Supplied records =>

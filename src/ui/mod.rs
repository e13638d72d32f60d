pub mod layout;
mod quiz;
mod tag_picker;

pub use layout::{calculate_quiz_chunks, centered_rect};
pub use quiz::{TITLE, draw_loading, draw_quiz};
pub use tag_picker::{draw_tag_picker, option_label};
use unicode_width::{UnicodeWidthChar, UnicodeWidthStr};

pub fn capitalize(s: &str) -> String {
    let mut chars = s.chars();
    match chars.next() {
        Some(first) => first.to_uppercase().chain(chars).collect(),
        None => String::new(),
    }
}

/// Cuts `s` to at most `max_width` display columns, ending in `...` when cut.
pub fn truncate_to_width(s: &str, max_width: usize) -> String {
    if s.width() <= max_width {
        return s.to_string();
    }
    if max_width <= 3 {
        return ".".repeat(max_width);
    }

    let budget = max_width - 3;
    let mut width = 0;
    let mut out = String::new();
    for ch in s.chars() {
        let ch_width = ch.width().unwrap_or(0);
        if width + ch_width > budget {
            break;
        }
        width += ch_width;
        out.push(ch);
    }
    out.push_str("...");
    out
}

/// Fraction of the view reached, counting the current card as seen.
pub fn progress_ratio(position: usize, total: usize) -> f64 {
    if total == 0 {
        return 0.0;
    }
    ((position + 1) as f64 / total as f64).min(1.0)
}
#[cfg(test)]
mod tests {
    use super::*;
    use crossterm::event::KeyModifiers;
    use rand::SeedableRng;
    use rand::rngs::StdRng;

    fn create_test_session() -> QuizSession {
        let deck = Deck::new(
            vec![
                Flashcard::new("Q1", "A1", "buoys lights"),
                Flashcard::new("Q2", "A2", "buoys"),
                Flashcard::new("Q3", "A3", "charts"),
                Flashcard::new("Q4", "A4", "lights"),
            ],
            String::new(),
        );
        QuizSession::new(deck)
    }

    fn test_mode_session() -> QuizSession {
        let mut session = create_test_session();
        session.set_mode(QuizMode::Test);
        session
    }

    fn key(code: KeyCode) -> KeyEvent {
        KeyEvent::new(code, KeyModifiers::NONE)
    }

    #[test]
    fn test_new_session_shows_whole_deck() {
        let session = create_test_session();
        assert_eq!(session.total_count(), 4);
        assert_eq!(session.position(), 0);
        assert_eq!(session.current_card().unwrap().front, "Q1");
        assert!(!session.is_revealed());
        assert_eq!(session.mode(), QuizMode::Study);
    }

    #[test]
    fn test_previous_at_start_is_noop() {
        let mut session = create_test_session();
        session.previous();
        assert_eq!(session.position(), 0);
    }

    #[test]
    fn test_next_at_end_is_noop() {
        let mut session = create_test_session();
        for _ in 0..10 {
            session.next();
        }
        assert_eq!(session.position(), 3);
        session.reveal();
        session.next();
        assert_eq!(session.position(), 3);
        assert!(session.is_revealed());
    }

    #[test]
    fn test_navigation_clears_revealed() {
        let mut session = create_test_session();
        session.reveal();
        session.next();
        assert_eq!(session.position(), 1);
        assert!(!session.is_revealed());

        session.reveal();
        session.previous();
        assert_eq!(session.position(), 0);
        assert!(!session.is_revealed());
    }

    #[test]
    fn test_set_filter_substring_and_reset() {
        let mut session = test_mode_session();
        session.next();
        session.reveal();

        session.set_filter(TagFilter::Tag("light".to_string()));
        assert_eq!(session.total_count(), 2);
        assert_eq!(session.position(), 0);
        assert!(!session.is_revealed());
        assert_eq!(session.current_card().unwrap().front, "Q1");
        assert_eq!(session.mode(), QuizMode::Test);
    }

    #[test]
    fn test_set_filter_with_no_matches() {
        let mut session = create_test_session();
        session.set_filter(TagFilter::Tag("tides".to_string()));
        assert_eq!(session.total_count(), 0);
        assert!(session.current_card().is_none());

        session.next();
        session.previous();
        session.reveal();
        assert_eq!(session.position(), 0);
        assert!(!session.is_revealed());

        session.set_filter(TagFilter::All);
        assert_eq!(session.total_count(), 4);
    }

    #[test]
    fn test_set_mode_preserves_progress() {
        let mut session = test_mode_session();
        session.next();
        session.reveal();
        session.mark_answer(true, Instant::now());

        session.set_mode(QuizMode::Study);
        assert_eq!(session.position(), 1);
        assert!(session.is_revealed());
        assert_eq!(session.score().correct, 1);

        session.toggle_mode();
        assert_eq!(session.mode(), QuizMode::Test);
        assert_eq!(session.score().correct, 1);
    }

    #[test]
    fn test_study_toggle_reveal() {
        let mut session = create_test_session();
        session.toggle_reveal();
        assert!(session.is_revealed());
        session.toggle_reveal();
        assert!(!session.is_revealed());
    }

    #[test]
    fn test_test_mode_reveal_is_idempotent() {
        let mut session = test_mode_session();
        session.reveal();
        session.reveal();
        assert!(session.is_revealed());
        session.toggle_reveal();
        assert!(session.is_revealed());

        session.next();
        assert!(!session.is_revealed());
    }

    #[test]
    fn test_mark_answer_requires_test_mode_and_reveal() {
        let now = Instant::now();
        let mut session = create_test_session();
        session.reveal();
        session.mark_answer(true, now);
        assert_eq!(session.score(), Score::default());

        session.set_mode(QuizMode::Test);
        session.next();
        session.mark_answer(true, now);
        assert_eq!(session.score(), Score::default());
        assert!(session.advance_deadline().is_none());
    }

    #[test]
    fn test_score_percentage() {
        let now = Instant::now();
        let mut session = test_mode_session();
        assert_eq!(session.score_percentage(), 0);

        session.reveal();
        session.mark_answer(true, now);
        session.fire_due(now + DEFAULT_ADVANCE_DELAY);
        session.reveal();
        session.mark_answer(false, now);

        assert_eq!(
            session.score(),
            Score {
                correct: 1,
                incorrect: 1
            }
        );
        assert_eq!(session.score_percentage(), 50);
    }

    #[test]
    fn test_auto_advance_after_delay() {
        let now = Instant::now();
        let mut session = test_mode_session();
        session.reveal();
        session.mark_answer(true, now);

        assert_eq!(session.advance_deadline(), Some(now + DEFAULT_ADVANCE_DELAY));
        assert!(session.snapshot().advance_pending);
        assert!(!session.fire_due(now + Duration::from_millis(100)));
        assert_eq!(session.position(), 0);
        assert!(session.is_revealed());

        assert!(session.fire_due(now + DEFAULT_ADVANCE_DELAY));
        assert_eq!(session.position(), 1);
        assert!(!session.is_revealed());
        assert!(session.advance_deadline().is_none());
    }

    #[test]
    fn test_auto_advance_uses_configured_delay() {
        let now = Instant::now();
        let delay = Duration::from_millis(50);
        let mut session = create_test_session().with_advance_delay(delay);
        session.set_mode(QuizMode::Test);
        session.reveal();
        session.mark_answer(false, now);
        assert!(session.fire_due(now + delay));
        assert_eq!(session.position(), 1);
    }

    #[test]
    fn test_auto_advance_at_last_card_stays() {
        let now = Instant::now();
        let mut session = test_mode_session();
        for _ in 0..3 {
            session.next();
        }
        session.reveal();
        session.mark_answer(true, now);
        assert!(session.fire_due(now + DEFAULT_ADVANCE_DELAY));
        assert_eq!(session.position(), 3);
        assert!(session.is_revealed());
    }

    #[test]
    fn test_filter_change_cancels_auto_advance() {
        let now = Instant::now();
        let mut session = test_mode_session();
        session.reveal();
        session.mark_answer(true, now);

        session.set_filter(TagFilter::Tag("buoys".to_string()));
        assert!(session.advance_deadline().is_none());
        assert!(!session.fire_due(now + DEFAULT_ADVANCE_DELAY));
        assert_eq!(session.position(), 0);
    }

    #[test]
    fn test_manual_next_cancels_auto_advance() {
        let now = Instant::now();
        let mut session = test_mode_session();
        session.reveal();
        session.mark_answer(true, now);
        session.next();

        assert!(!session.fire_due(now + DEFAULT_ADVANCE_DELAY));
        assert_eq!(session.position(), 1);
    }

    #[test]
    fn test_manual_previous_cancels_auto_advance() {
        let now = Instant::now();
        let mut session = test_mode_session();
        session.next();
        session.reveal();
        session.mark_answer(true, now);
        session.previous();

        assert!(session.advance_deadline().is_none());
        assert!(!session.fire_due(now + DEFAULT_ADVANCE_DELAY));
        assert_eq!(session.position(), 0);
    }

    #[test]
    fn test_shuffle_cancels_auto_advance() {
        let now = Instant::now();
        let mut session = test_mode_session();
        session.reveal();
        session.mark_answer(true, now);
        session.shuffle_with(&mut StdRng::seed_from_u64(3));

        assert!(session.advance_deadline().is_none());
        assert!(!session.fire_due(now + DEFAULT_ADVANCE_DELAY));
        assert_eq!(session.position(), 0);
    }

    #[test]
    fn test_reset_cancels_auto_advance() {
        let now = Instant::now();
        let mut session = test_mode_session();
        session.next();
        session.reveal();
        session.mark_answer(false, now);
        session.reset();

        assert!(session.advance_deadline().is_none());
        assert!(!session.fire_due(now + DEFAULT_ADVANCE_DELAY));
        assert_eq!(session.position(), 0);
        assert_eq!(session.score(), Score::default());
    }

    #[test]
    fn test_reset_clears_score_keeps_order_and_filter() {
        let now = Instant::now();
        let mut session = test_mode_session();
        session.set_filter(TagFilter::Tag("buoys".to_string()));
        session.reveal();
        session.mark_answer(false, now);
        session.next();
        let order: Vec<Flashcard> = session.active_view().to_vec();

        session.reset();
        assert_eq!(session.score(), Score::default());
        assert_eq!(session.position(), 0);
        assert!(!session.is_revealed());
        assert_eq!(session.active_view(), order.as_slice());
        assert_eq!(session.filter(), &TagFilter::Tag("buoys".to_string()));
        assert_eq!(session.mode(), QuizMode::Test);
    }

    #[test]
    fn test_shuffle_is_permutation_and_resets_position() {
        let mut session = create_test_session();
        session.next();
        session.next();
        session.reveal();

        session.shuffle_with(&mut StdRng::seed_from_u64(7));
        assert_eq!(session.position(), 0);
        assert!(!session.is_revealed());

        let mut fronts: Vec<&str> = session
            .active_view()
            .iter()
            .map(|c| c.front.as_str())
            .collect();
        fronts.sort();
        assert_eq!(fronts, ["Q1", "Q2", "Q3", "Q4"]);
    }

    #[test]
    fn test_snapshot_fields() {
        let mut session = test_mode_session();
        session.set_filter(TagFilter::Tag("buoys".to_string()));
        session.next();

        let snapshot = session.snapshot();
        assert_eq!(snapshot.current_card.map(|c| c.front.as_str()), Some("Q2"));
        assert_eq!(snapshot.position, 1);
        assert_eq!(snapshot.total_count, 2);
        assert_eq!(snapshot.mode, QuizMode::Test);
        assert!(!snapshot.revealed);
        assert_eq!(snapshot.score_percentage, 0);
        assert_eq!(snapshot.available_tags, ["buoys", "charts", "lights"]);
        assert_eq!(snapshot.active_filter, &TagFilter::Tag("buoys".to_string()));
        assert!(!snapshot.advance_pending);
    }

    #[test]
    fn test_handle_quiz_input_keys() {
        let now = Instant::now();
        let mut session = create_test_session();
        let mut state = AppState::Quiz;

        handle_quiz_input(&mut session, key(KeyCode::Right), &mut state, now);
        assert_eq!(session.position(), 1);
        handle_quiz_input(&mut session, key(KeyCode::Up), &mut state, now);
        assert_eq!(session.position(), 0);

        handle_quiz_input(&mut session, key(KeyCode::Char('2')), &mut state, now);
        assert_eq!(session.mode(), QuizMode::Test);
        handle_quiz_input(&mut session, key(KeyCode::Char(' ')), &mut state, now);
        assert!(session.is_revealed());
        handle_quiz_input(&mut session, key(KeyCode::Char('c')), &mut state, now);
        assert_eq!(session.score().correct, 1);

        handle_quiz_input(&mut session, key(KeyCode::Char('t')), &mut state, now);
        assert_eq!(state, AppState::TagPicker);
    }

    #[test]
    fn test_handle_quiz_input_commands() {
        let now = Instant::now();
        let mut session = create_test_session();
        let mut state = AppState::Quiz;

        assert_eq!(
            handle_quiz_input(&mut session, key(KeyCode::Char('q')), &mut state, now),
            QuizCommand::Quit
        );
        assert_eq!(
            handle_quiz_input(&mut session, key(KeyCode::Esc), &mut state, now),
            QuizCommand::Quit
        );
        assert_eq!(
            handle_quiz_input(&mut session, key(KeyCode::Char('d')), &mut state, now),
            QuizCommand::Export
        );
        assert_eq!(
            handle_quiz_input(&mut session, key(KeyCode::Char('s')), &mut state, now),
            QuizCommand::None
        );
        assert_eq!(state, AppState::Quiz);
    }
}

Exercise instructions => Could you report how many lines of the listing contain the word "budget"? Only the number is needed.

Task result => 2